Pra entrar no movimento o cabra tem de ser sujeito homem...
Carioca
concordou.
–
Vamos ver se você é sujeito homem! – insistiu o bicheiro. – Descalça um pé do
sapato e coloca o pé aqui do meu lado!
Carioca
não estava entendendo nada, mas obedeceu. A penúria financeira tem razões que a
própria razão desconhece.
Ivan
Chibata tirou um revólver 38 da cintura e deu um tiro à queima-roupa no meio do
pé do infeliz. Carioca deu um grito. O pessoal que estava bebendo no boteco
saiu correndo do lugar pensando tratar-se de um assalto. Carioca segurava o
tornozelo com as duas mãos e espinafrava a genitora do bicheiro, enquanto saía
um rio de sangue do seu pé esburacado.
Impassível,
Ivan Chibata chamou um dos seus seguranças e deu o toque:
–
Leva esse crioulo folgado para uma clínica particular, paga as despesas médicas
com dinheiro vivo e explica que ele se acidentou quando brincava com uma arma
de fogo. Se ele não der com a língua nos dentes pra delatar o que realmente
aconteceu, pode colocar ele na folha de pagamento a partir de hoje!
Dito
e feito. Uma hora depois, Carioca estava de volta ao bar ostentando uma vistosa
bota de gesso no pé baleado. No mesmo dia, ele entrou na folha de pagamento da
Banca do Chibata e deu adeus ao tempo das vacas magras. Diz a lenda que até o
dia em que Ivan Chibata foi finalmente derrotado pela cirrose hepática, Carioca
recebeu da contravenção um salário mensal pago religiosamente.
Alguns
anos depois da morte de seu preceptor, Carioca estava participando de uma roda
de pagode em um bar-flutuante, nas imediações da Ponte de Ferro da
Cachoeirinha, provavelmente em mais um “bico” para driblar a paúra financeira.

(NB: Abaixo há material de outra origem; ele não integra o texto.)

use std::sync::Arc;

use fenris_weakforms::assembly::{AssemblyInput, MatrixBasedAssembler};
use fenris_weakforms::cache::{CacheKey, CacheScope, DataStorage, DifferentiationCache, FunctorCache};
use fenris_weakforms::differentiation::{DifferentiationBackend, SymbolicDerivatives};
use fenris_weakforms::dofs::{Constraints, DofHandler};
use fenris_weakforms::element::LagrangeElement;
use fenris_weakforms::forms::{residual_form, ResidualFunctor};
use fenris_weakforms::integral::Integrand;
use fenris_weakforms::mesh::BoxMesh;
use fenris_weakforms::quadrature::QuadratureRule;
use fenris_weakforms::solution::SolutionStorage;
use fenris_weakforms::symbolic::{FieldSolution, FunctorId, ScalarExtractor, TestFunction};
use matrixcompare::assert_matrix_eq;
use nalgebra::{DMatrix, DVector};
use util::assert_panics;

fn some_functor_id() -> FunctorId {
    let field = FieldSolution::<2>::new().scalar(&ScalarExtractor::new(0, "u", "u"));
    ResidualFunctor::from_expression("R", "R", &field.value())
        .unwrap()
        .id()
}

#[test]
fn add_unique_keeps_the_first_value() {
    let id = some_functor_id();
    let key = CacheKey::setup(id, "value");
    let mut storage = DataStorage::new();
    assert_eq!(*storage.add_unique(key, 1.0_f64), 1.0);
    assert_eq!(*storage.add_unique(key, 2.0_f64), 1.0);
    assert_eq!(storage.len(), 1);
    assert_eq!(storage.get::<f64>(&key), Some(&1.0));
    // Lookups with a different type find nothing
    assert_eq!(storage.get::<usize>(&key), None);
}

#[test]
fn stored_values_can_be_mutated_in_place() {
    let key = CacheKey::setup(some_functor_id(), "accumulator");
    let mut storage = DataStorage::new();
    storage
        .get_or_insert_with(key, Vec::<f64>::new)
        .push(1.0);
    storage
        .get_or_insert_with(key, || vec![-1.0])
        .push(2.0);
    if let Some(values) = storage.get_mut::<Vec<f64>>(&key) {
        values.push(3.0);
    }
    assert_eq!(storage.get::<Vec<f64>>(&key), Some(&vec![1.0, 2.0, 3.0]));
    assert!(storage.get_mut::<Vec<usize>>(&key).is_none());
}

#[test]
#[should_panic]
fn inserting_with_a_different_type_panics() {
    let key = CacheKey::setup(some_functor_id(), "typed");
    let mut storage = DataStorage::new();
    storage.add_unique(key, 1.0_f64);
    storage.add_unique(key, 1_usize);
}

#[test]
fn functor_ids_are_distinct() {
    assert_ne!(some_functor_id(), some_functor_id());
}

#[test]
fn failed_creation_stores_nothing() {
    let key = CacheKey::setup(some_functor_id(), "fallible");
    let mut storage = DataStorage::new();
    let result: Result<&mut Vec<f64>, &str> = storage.get_or_try_insert_with(key, || Err("creation failed"));
    assert_eq!(result.unwrap_err(), "creation failed");
    assert!(!storage.contains(&key));

    let value: Result<&mut Vec<f64>, &str> = storage.get_or_try_insert_with(key, || Ok(vec![1.0]));
    assert_eq!(value.unwrap(), &vec![1.0]);
    // An existing entry is returned without calling the closure
    let value: Result<&mut Vec<f64>, &str> = storage.get_or_try_insert_with(key, || Err("not called"));
    assert_eq!(value.unwrap(), &vec![1.0]);
}

#[test]
fn visitation_drops_only_quadrature_point_entries() {
    let id = some_functor_id();
    let setup = CacheKey::setup(id, "setup");
    let per_point = CacheKey::quadrature_point(id, "value", 3);
    assert_eq!(per_point.q_point(), Some(3));
    assert_eq!(per_point.functor(), id);

    let mut storage = DataStorage::new();
    storage.add_unique(setup, 1_usize);
    storage.add_unique(per_point, 2_usize);
    assert_eq!(storage.visitations(), 0);

    storage.begin_visitation();
    assert_eq!(storage.visitations(), 1);
    assert!(storage.contains(&setup));
    assert!(!storage.contains(&per_point));

    storage.clear();
    assert!(storage.is_empty());
}

#[test]
fn differentiation_cache_slots() {
    assert_eq!(DifferentiationCache::default().queue_length(), 1);
    let cache = DifferentiationCache::new(3);
    assert_eq!(cache.queue_length(), 3);

    let key = CacheKey::setup(some_functor_id(), "slot");
    cache.lock(2).add_unique(key, 5_i32);
    assert!(cache.lock(2).contains(&key));
    assert!(!cache.lock(0).contains(&key));
    cache.clear();
    assert!(cache.lock(2).is_empty());

    assert_panics!(DifferentiationCache::new(0));
}

#[test]
#[should_panic(expected = "out of range")]
fn locking_a_slot_beyond_the_queue_length_panics() {
    let cache = DifferentiationCache::new(3);
    let _ = cache.lock(3);
}

#[test]
fn setup_entries_go_to_the_persistent_slot() {
    let key = CacheKey::setup(some_functor_id(), "scoped");
    let persistent = DifferentiationCache::new(2);
    let mut local = DataStorage::new();
    {
        let mut cache = FunctorCache::new(&mut local, Some(&persistent), 1);
        assert!(cache.has_persistent_cache());
        assert_eq!(cache.slot(), 1);
        cache.get(CacheScope::Setup).add_unique(key, 1_u8);
        cache.get(CacheScope::Visitation).add_unique(key, 2_u8);
        assert_eq!(cache.destination().get::<u8>(&key), Some(&2));
    }
    assert_eq!(persistent.lock(1).get::<u8>(&key), Some(&1));
    assert_eq!(local.get::<u8>(&key), Some(&2));

    // Without a persistent cache every scope uses the local storage
    let mut local = DataStorage::new();
    let mut cache = FunctorCache::new(&mut local, None, 7);
    assert!(!cache.has_persistent_cache());
    cache.get(CacheScope::Setup).add_unique(key, 3_u8);
    assert_eq!(cache.get(CacheScope::Visitation).get::<u8>(&key), Some(&3));
}

#[test]
#[should_panic(expected = "exceeds the cache queue length")]
fn functor_cache_rejects_slots_beyond_queue_length() {
    let persistent = DifferentiationCache::new(2);
    let mut local = DataStorage::new();
    FunctorCache::new(&mut local, Some(&persistent), 2);
}

struct NonlinearProblem {
    dof_handler: DofHandler,
    constraints: Constraints,
    quadrature: QuadratureRule,
    solution: DVector<f64>,
    residual: ResidualFunctor,
}

impl NonlinearProblem {
    fn new() -> Self {
        let mesh = BoxMesh::hyper_cube(2, 3).unwrap();
        let dof_handler = DofHandler::new(mesh, LagrangeElement::scalar(2, 1).unwrap()).unwrap();
        let solution = DVector::from_fn(dof_handler.n_dofs(), |i, _| 0.05 * i as f64);
        let field = FieldSolution::<2>::new().scalar(&ScalarExtractor::new(0, "u", "u"));
        let flux = field
            .value()
            .sin()
            .unwrap()
            .multiply(&field.gradient())
            .unwrap();
        Self {
            dof_handler,
            constraints: Constraints::new(),
            quadrature: QuadratureRule::gauss(2, 2).unwrap(),
            solution,
            residual: ResidualFunctor::from_expression("q", "q", &flux).unwrap(),
        }
    }

    fn assembler(&self, n_workers: usize) -> MatrixBasedAssembler {
        let v = TestFunction::<2>::new().scalar(&ScalarExtractor::new(0, "u", "u"));
        let form = residual_form(&v.gradient(), &self.residual)
            .unwrap()
            .with_backend(DifferentiationBackend::Symbolic)
            .unwrap();
        let mut assembler = MatrixBasedAssembler::new().with_workers(n_workers);
        assembler += form.dv();
        assembler
    }

    fn assemble(&self, assembler: &MatrixBasedAssembler) -> eyre::Result<(DMatrix<f64>, DVector<f64>)> {
        let input = AssemblyInput::new(&self.dof_handler, &self.constraints, &self.quadrature)
            .with_solution(SolutionStorage::new(&self.solution));
        let mut matrix = assembler.create_system_matrix(&self.dof_handler)?;
        let mut rhs = DVector::zeros(self.dof_handler.n_dofs());
        assembler.assemble_system(&input, &mut matrix, &mut rhs)?;
        Ok((DMatrix::from(&matrix), rhs))
    }
}

#[test]
fn persistent_cache_keeps_prepared_derivatives_across_passes() {
    let problem = NonlinearProblem::new();
    let cache = Arc::new(DifferentiationCache::new(2));
    let assembler = problem.assembler(2).with_persistent_cache(Arc::clone(&cache));
    let key = CacheKey::setup(problem.residual.id(), "symbolic");

    let (first_matrix, first_rhs) = problem.assemble(&assembler).unwrap();
    for slot in 0..2 {
        assert!(cache.lock(slot).get::<Arc<SymbolicDerivatives>>(&key).is_some());
    }
    let prepared = Arc::clone(cache.lock(0).get::<Arc<SymbolicDerivatives>>(&key).unwrap());

    let (second_matrix, second_rhs) = problem.assemble(&assembler).unwrap();
    let reused = cache.lock(0).get::<Arc<SymbolicDerivatives>>(&key).cloned().unwrap();
    assert!(Arc::ptr_eq(&prepared, &reused));
    assert_matrix_eq!(first_matrix, second_matrix, comp = abs, tol = 1e-14);
    assert_matrix_eq!(first_rhs, second_rhs, comp = abs, tol = 1e-14);

    // Results do not depend on whether a persistent cache is used
    let (uncached_matrix, uncached_rhs) = problem.assemble(&problem.assembler(2)).unwrap();
    assert_matrix_eq!(uncached_matrix, first_matrix, comp = abs, tol = 1e-14);
    assert_matrix_eq!(uncached_rhs, first_rhs, comp = abs, tol = 1e-14);
}

#[test]
fn too_few_cache_slots_for_the_workers_is_an_error() {
    let problem = NonlinearProblem::new();
    let cache = Arc::new(DifferentiationCache::new(2));
    let assembler = problem.assembler(3).with_persistent_cache(cache);

    let input = AssemblyInput::new(&problem.dof_handler, &problem.constraints, &problem.quadrature)
        .with_solution(SolutionStorage::new(&problem.solution));
    let mut rhs = DVector::from_element(problem.dof_handler.n_dofs(), 42.0);
    assert!(assembler.assemble_rhs_vector(&input, &mut rhs).is_err());
    // Setup errors leave the outputs untouched
    assert!(rhs.iter().all(|&x| x == 42.0));
}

Já era madrugada, com todo mundo cheio da manguaça, quando começou uma briga
entre os pagodeiros.
No
meio do fuzuê, um sujeito pegou o pandeiro do Carioca e jogou dentro d’água.
Ele mergulhou no rio em busca de sua obra-prima, que supostamente afundara nas
águas escuras. Dizem que ele conseguiu resgatar seu inseparável companheiro do
fundo do rio, mas quando emergiu, saiu debaixo do assoalho do bar-flutuante – e
não conseguiu ter fôlego suficiente para fugir da armadilha. Morreu afogado,
agarrado ao pandeiro velho de guerra.